第55回日本小児循環器学会総会・学術集会

講演情報

ポスターセッション

心筋・心膜疾患

ポスターセッション44(II-P44)
心筋・心膜疾患 4

2019年6月28日(金) 17:30 〜 18:30 ポスター会場 (大ホールB)

座長:藤原 優子(町田市民病院 小児科)

[II-P44-04] 先天性僧帽弁閉鎖不全のフォロー中にムコ多糖症2型の診断に至った一例

本田 啓 (熊本市民病院 小児循環器内科(現 熊本赤十字病院 小児科))

キーワード:ムコ多糖症, 先天性僧帽弁逆流症, 診断契機

【はじめに】心臓弁膜症や心筋症の鑑別の中にムコ多糖症があげられる。酵素補充療法による早期介入が予後改善を期待できる昨今、早期診断は非常に重要である。今回、心臓弁膜症フォロー中にムコ多糖症の診断に至った症例を経験したため報告する。【症例】5歳 男児。在胎39週1日、3062gで出生。周産期異常の指摘無し。以後の成長、発達の異常は指摘されなかった。7ヶ月検診で心雑音を指摘され当院紹介受診。先天性僧帽弁逆流症の診断。中等度の房室弁逆流を認め、左室左房の拡大を認めた。僧帽弁乳頭筋形成および腱索断裂等の明らかな異常は認めず、前尖の肥厚、逸脱、後尖のtetheringを認めた。以後、ACEI調整を含めて内科管理を継続。この頃より徐々に歩行の不安定さ、言語発達の遅滞を認めていた。また、2歳頃より大動脈弁逆流を認めるようになった。3歳時検診で精神発達遅滞を指摘。3歳8ヶ月時の発達検査で認知適応および言語社会面の明らかな発達遅滞を認めた。特異顔貌、肋骨の形態異常も認めるためムコ多糖症を疑い、濾紙血でのスクリーニングを行いα-L-イズロン酸-2-スルファターゼ活性の低下を確認。また、尿中ウロン酸排泄の増加を認めた。ムコ多糖症2型の診断で、酵素補充療法を開始している。
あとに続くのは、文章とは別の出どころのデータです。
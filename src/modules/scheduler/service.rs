use crate::modules::provider::{
    domain::{
        Anime, AnimeDetail, AnimeInfo, AnimeMeta, Danmaku, DanmakuData, DanmakuDetail,
        DanmakuMeta,
    },
    traits::AnimeProxyClass,
    Capability, ModuleId, ProviderRegistry,
};
use crate::modules::scheduler::{
    diagnostics::{SchedulerEvent, SchedulerObserver, TracingObserver},
    isolation::isolate,
    resolution::{HandlerResolution, ResolutionContext},
    search_stream::sequential_search,
};
use crate::shared::errors::AppResult;
use crate::shared::utils::logger::TimedOperation;
use futures::stream::{self, BoxStream, StreamExt};
use std::sync::Arc;

/// Dispatches searches and parse requests to provider modules.
///
/// Searches drive the enabled modules one at a time, in registry order, and
/// stream their results as they arrive. Parse requests are routed by the
/// item's owning module. No call ever fails: a missing handler, a provider
/// error or a provider panic all yield the empty value of the result type.
#[derive(Clone)]
pub struct Scheduler {
    registry: Arc<dyn ProviderRegistry>,
    observer: Arc<dyn SchedulerObserver>,
}

impl Scheduler {
    pub fn new(registry: Arc<dyn ProviderRegistry>) -> Self {
        Self::with_observer(registry, Arc::new(TracingObserver))
    }

    pub fn with_observer(
        registry: Arc<dyn ProviderRegistry>,
        observer: Arc<dyn SchedulerObserver>,
    ) -> Self {
        Self { registry, observer }
    }

    /// Search every enabled anime searcher for `keyword`
    pub fn search_anime(&self, keyword: &str) -> BoxStream<'static, AnimeMeta> {
        if keyword.trim().is_empty() {
            return stream::empty().boxed();
        }

        sequential_search(
            Arc::clone(&self.registry),
            Arc::clone(&self.observer),
            Capability::AnimeSearch,
            keyword.to_string(),
            |registry| registry.anime_searchers(),
        )
    }

    /// Search every enabled danmaku searcher for `keyword`
    pub fn search_danmaku(&self, keyword: &str) -> BoxStream<'static, DanmakuMeta> {
        if keyword.trim().is_empty() {
            return stream::empty().boxed();
        }

        sequential_search(
            Arc::clone(&self.registry),
            Arc::clone(&self.observer),
            Capability::DanmakuSearch,
            keyword.to_string(),
            |registry| registry.danmaku_searchers(),
        )
    }

    /// Parse an anime detail page.
    ///
    /// Items opened by direct link may belong to a disabled module; its
    /// utility handlers are loaded once on demand in that case.
    pub async fn parse_anime_detail(&self, meta: &AnimeMeta) -> AnimeDetail {
        let ctx = self.context(Capability::AnimeDetail, &meta.module);
        let Some(parser) = HandlerResolution::with_fallback(&ctx, |registry, module| {
            registry.anime_detail_parser(module)
        }) else {
            return AnimeDetail::default();
        };

        self.parsing(Capability::AnimeDetail, &meta.module, &meta.detail_url);
        match isolate(|| parser.parse(&meta.detail_url)).await {
            Ok(detail) => detail,
            Err(reason) => {
                self.parse_failed(Capability::AnimeDetail, &meta.module, reason);
                AnimeDetail::default()
            }
        }
    }

    /// Resolve one episode's direct link. Unavailable links come back as
    /// `AnimeInfo::default()`.
    pub async fn parse_anime_real_url(&self, anime: &Anime) -> AnimeInfo {
        let ctx = self.context(Capability::AnimeUrl, &anime.module);
        let Some(parser) = HandlerResolution::active_only(&ctx, |registry, module| {
            registry.anime_url_parser(module)
        }) else {
            return AnimeInfo::default();
        };

        self.parsing(Capability::AnimeUrl, &anime.module, &anime.raw_url);
        match isolate(|| parser.parse(&anime.raw_url)).await {
            Ok(info) if info.is_available() => info,
            Ok(_) => {
                self.observer.on_event(&SchedulerEvent::LinkUnavailable {
                    module: anime.module.clone(),
                    raw_url: anime.raw_url.clone(),
                });
                AnimeInfo::default()
            }
            Err(reason) => {
                self.parse_failed(Capability::AnimeUrl, &anime.module, reason);
                AnimeInfo::default()
            }
        }
    }

    /// Proxy descriptor of the module that produced `meta`, if loaded
    pub fn get_anime_proxy_class(&self, meta: &AnimeMeta) -> Option<Arc<dyn AnimeProxyClass>> {
        self.registry.anime_proxy_class(&meta.module)
    }

    /// Parse a danmaku library, with the same on-demand loading as
    /// [`Scheduler::parse_anime_detail`]
    pub async fn parse_danmaku_detail(&self, meta: &DanmakuMeta) -> DanmakuDetail {
        let ctx = self.context(Capability::DanmakuDetail, &meta.module);
        let Some(parser) = HandlerResolution::with_fallback(&ctx, |registry, module| {
            registry.danmaku_detail_parser(module)
        }) else {
            return DanmakuDetail::default();
        };

        self.parsing(Capability::DanmakuDetail, &meta.module, &meta.play_url);
        match isolate(|| parser.parse(&meta.play_url)).await {
            Ok(detail) => detail,
            Err(reason) => {
                self.parse_failed(Capability::DanmakuDetail, &meta.module, reason);
                DanmakuDetail::default()
            }
        }
    }

    /// Read the danmaku payload of one episode
    pub async fn parse_danmaku_data(&self, danmaku: &Danmaku) -> DanmakuData {
        let ctx = self.context(Capability::DanmakuData, &danmaku.module);
        let Some(parser) = HandlerResolution::active_only(&ctx, |registry, module| {
            registry.danmaku_data_parser(module)
        }) else {
            return DanmakuData::default();
        };

        self.parsing(Capability::DanmakuData, &danmaku.module, &danmaku.cid);
        let timer = TimedOperation::new("reading danmaku data");
        let data = match isolate(|| parser.parse(&danmaku.cid)).await {
            Ok(data) => data,
            Err(reason) => {
                self.parse_failed(Capability::DanmakuData, &danmaku.module, reason);
                DanmakuData::default()
            }
        };

        self.observer.on_event(&SchedulerEvent::DanmakuDataRead {
            module: danmaku.module.clone(),
            items: data.len(),
            elapsed: timer.elapsed(),
        });
        data
    }

    /// Enable or disable a module. Forwarded to the registry as-is.
    pub fn change_module_state(&self, module: &ModuleId, enable: bool) -> AppResult<()> {
        self.registry.change_module_state(module, enable)
    }

    fn context<'a>(&'a self, capability: Capability, module: &'a ModuleId) -> ResolutionContext<'a> {
        ResolutionContext {
            registry: self.registry.as_ref(),
            observer: self.observer.as_ref(),
            capability,
            module,
        }
    }

    fn parsing(&self, capability: Capability, module: &ModuleId, locator: &str) {
        self.observer.on_event(&SchedulerEvent::Parsing {
            capability,
            module: module.clone(),
            locator: locator.to_string(),
        });
    }

    fn parse_failed(&self, capability: Capability, module: &ModuleId, reason: String) {
        self.observer.on_event(&SchedulerEvent::ParseFailed {
            capability,
            module: module.clone(),
            reason,
        });
    }
}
僧帽弁逆流および大動脈弁逆流の進行を認めており、今後、手術介入を検討している。【まとめ】ムコ多糖症の診断契機には特異顔貌や発達遅滞、耳鼻科や眼科、整形外科領域など様々な報告を認める。心臓弁膜症もその一つで有り、早期診断、早期介入に寄与する可能性があるため、日々の診療で念頭においておく必要がある。